BEGIN
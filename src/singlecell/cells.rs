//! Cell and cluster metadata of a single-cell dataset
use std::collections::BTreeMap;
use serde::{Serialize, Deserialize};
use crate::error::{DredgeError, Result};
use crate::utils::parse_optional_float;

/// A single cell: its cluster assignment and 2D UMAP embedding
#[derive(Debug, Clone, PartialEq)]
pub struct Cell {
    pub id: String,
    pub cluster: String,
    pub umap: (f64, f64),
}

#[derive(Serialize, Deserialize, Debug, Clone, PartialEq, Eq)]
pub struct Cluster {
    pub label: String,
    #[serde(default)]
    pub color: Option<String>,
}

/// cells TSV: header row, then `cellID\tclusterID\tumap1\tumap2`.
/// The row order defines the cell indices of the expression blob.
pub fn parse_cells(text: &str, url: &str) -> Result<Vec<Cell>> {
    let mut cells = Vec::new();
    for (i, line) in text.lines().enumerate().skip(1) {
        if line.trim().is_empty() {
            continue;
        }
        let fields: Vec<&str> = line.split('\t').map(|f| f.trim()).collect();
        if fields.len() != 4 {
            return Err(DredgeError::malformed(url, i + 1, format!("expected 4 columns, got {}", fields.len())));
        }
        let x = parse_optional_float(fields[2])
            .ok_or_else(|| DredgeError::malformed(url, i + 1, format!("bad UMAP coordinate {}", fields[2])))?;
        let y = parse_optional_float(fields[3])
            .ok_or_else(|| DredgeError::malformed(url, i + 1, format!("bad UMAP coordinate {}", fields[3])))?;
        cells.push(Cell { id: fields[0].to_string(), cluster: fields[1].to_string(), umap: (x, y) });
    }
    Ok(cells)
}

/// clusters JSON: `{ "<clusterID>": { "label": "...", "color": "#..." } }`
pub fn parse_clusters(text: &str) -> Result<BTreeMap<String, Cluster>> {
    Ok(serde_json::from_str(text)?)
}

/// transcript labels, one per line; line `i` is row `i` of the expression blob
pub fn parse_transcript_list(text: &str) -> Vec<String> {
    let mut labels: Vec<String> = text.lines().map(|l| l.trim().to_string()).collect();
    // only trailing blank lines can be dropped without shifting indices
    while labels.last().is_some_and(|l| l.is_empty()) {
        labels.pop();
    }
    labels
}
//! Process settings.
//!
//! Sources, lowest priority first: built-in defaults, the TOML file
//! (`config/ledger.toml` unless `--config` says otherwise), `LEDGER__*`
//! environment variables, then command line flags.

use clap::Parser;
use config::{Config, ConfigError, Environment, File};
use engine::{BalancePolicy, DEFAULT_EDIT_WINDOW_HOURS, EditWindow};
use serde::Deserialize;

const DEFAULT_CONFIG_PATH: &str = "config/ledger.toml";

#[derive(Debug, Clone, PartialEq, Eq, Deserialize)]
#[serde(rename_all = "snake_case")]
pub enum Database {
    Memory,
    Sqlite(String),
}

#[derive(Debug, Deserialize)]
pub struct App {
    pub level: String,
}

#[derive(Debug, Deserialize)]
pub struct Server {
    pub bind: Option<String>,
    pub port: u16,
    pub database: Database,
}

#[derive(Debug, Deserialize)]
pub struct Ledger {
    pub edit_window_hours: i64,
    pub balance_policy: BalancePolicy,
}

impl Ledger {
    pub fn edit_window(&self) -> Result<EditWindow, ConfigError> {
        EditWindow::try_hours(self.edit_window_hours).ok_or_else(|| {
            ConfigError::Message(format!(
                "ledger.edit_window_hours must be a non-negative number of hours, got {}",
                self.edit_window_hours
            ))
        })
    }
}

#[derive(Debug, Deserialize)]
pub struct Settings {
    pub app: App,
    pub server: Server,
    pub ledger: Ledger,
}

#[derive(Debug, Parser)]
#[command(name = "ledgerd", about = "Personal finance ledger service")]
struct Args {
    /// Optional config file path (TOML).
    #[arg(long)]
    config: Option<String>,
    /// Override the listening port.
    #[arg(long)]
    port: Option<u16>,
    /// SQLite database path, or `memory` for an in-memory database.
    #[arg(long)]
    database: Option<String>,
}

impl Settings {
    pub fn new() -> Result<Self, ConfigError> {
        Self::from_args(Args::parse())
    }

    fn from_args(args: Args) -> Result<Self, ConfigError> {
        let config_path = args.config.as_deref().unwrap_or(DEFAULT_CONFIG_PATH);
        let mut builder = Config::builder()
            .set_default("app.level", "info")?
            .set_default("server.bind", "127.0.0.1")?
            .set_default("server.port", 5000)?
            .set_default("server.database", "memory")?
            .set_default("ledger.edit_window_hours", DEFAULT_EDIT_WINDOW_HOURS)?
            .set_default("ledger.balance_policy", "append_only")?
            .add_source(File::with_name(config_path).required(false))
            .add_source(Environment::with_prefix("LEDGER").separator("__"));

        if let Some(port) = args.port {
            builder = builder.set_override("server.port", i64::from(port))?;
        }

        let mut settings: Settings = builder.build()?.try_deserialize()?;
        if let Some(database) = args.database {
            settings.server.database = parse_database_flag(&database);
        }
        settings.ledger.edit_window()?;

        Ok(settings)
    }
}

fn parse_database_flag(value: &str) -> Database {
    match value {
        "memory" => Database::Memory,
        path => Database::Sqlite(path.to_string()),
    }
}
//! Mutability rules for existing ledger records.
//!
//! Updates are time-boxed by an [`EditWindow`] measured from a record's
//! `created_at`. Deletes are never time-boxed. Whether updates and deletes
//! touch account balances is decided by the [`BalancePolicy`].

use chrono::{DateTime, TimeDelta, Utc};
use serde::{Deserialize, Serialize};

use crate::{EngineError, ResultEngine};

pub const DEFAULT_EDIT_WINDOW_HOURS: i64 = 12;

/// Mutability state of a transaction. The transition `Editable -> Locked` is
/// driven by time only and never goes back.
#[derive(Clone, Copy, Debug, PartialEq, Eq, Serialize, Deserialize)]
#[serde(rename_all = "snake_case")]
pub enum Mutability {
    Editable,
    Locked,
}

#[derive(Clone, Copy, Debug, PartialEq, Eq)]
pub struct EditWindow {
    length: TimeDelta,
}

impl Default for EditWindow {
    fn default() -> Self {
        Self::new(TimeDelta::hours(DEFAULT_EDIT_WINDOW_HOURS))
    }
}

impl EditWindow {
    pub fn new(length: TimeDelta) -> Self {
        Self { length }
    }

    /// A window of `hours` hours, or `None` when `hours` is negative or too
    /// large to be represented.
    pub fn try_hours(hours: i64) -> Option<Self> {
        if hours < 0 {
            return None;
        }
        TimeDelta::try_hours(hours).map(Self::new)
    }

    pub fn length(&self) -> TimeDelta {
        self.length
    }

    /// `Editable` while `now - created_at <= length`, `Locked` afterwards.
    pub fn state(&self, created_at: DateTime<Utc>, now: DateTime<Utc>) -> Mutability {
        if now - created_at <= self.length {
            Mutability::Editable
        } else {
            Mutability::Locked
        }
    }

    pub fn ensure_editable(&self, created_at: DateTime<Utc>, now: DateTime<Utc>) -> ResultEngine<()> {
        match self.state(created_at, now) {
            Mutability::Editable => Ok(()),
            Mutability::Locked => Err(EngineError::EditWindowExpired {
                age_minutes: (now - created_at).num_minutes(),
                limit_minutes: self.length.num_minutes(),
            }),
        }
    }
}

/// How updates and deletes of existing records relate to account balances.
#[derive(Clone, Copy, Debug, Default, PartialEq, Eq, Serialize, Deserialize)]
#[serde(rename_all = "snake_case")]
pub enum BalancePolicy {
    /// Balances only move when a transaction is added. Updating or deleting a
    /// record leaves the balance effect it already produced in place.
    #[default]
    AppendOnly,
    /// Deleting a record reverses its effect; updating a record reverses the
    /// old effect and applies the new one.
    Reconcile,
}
END
**What you have to do**
If a line in the material above holds the word "value", count it, then give the total as a bare number.

**Exercise solution**
2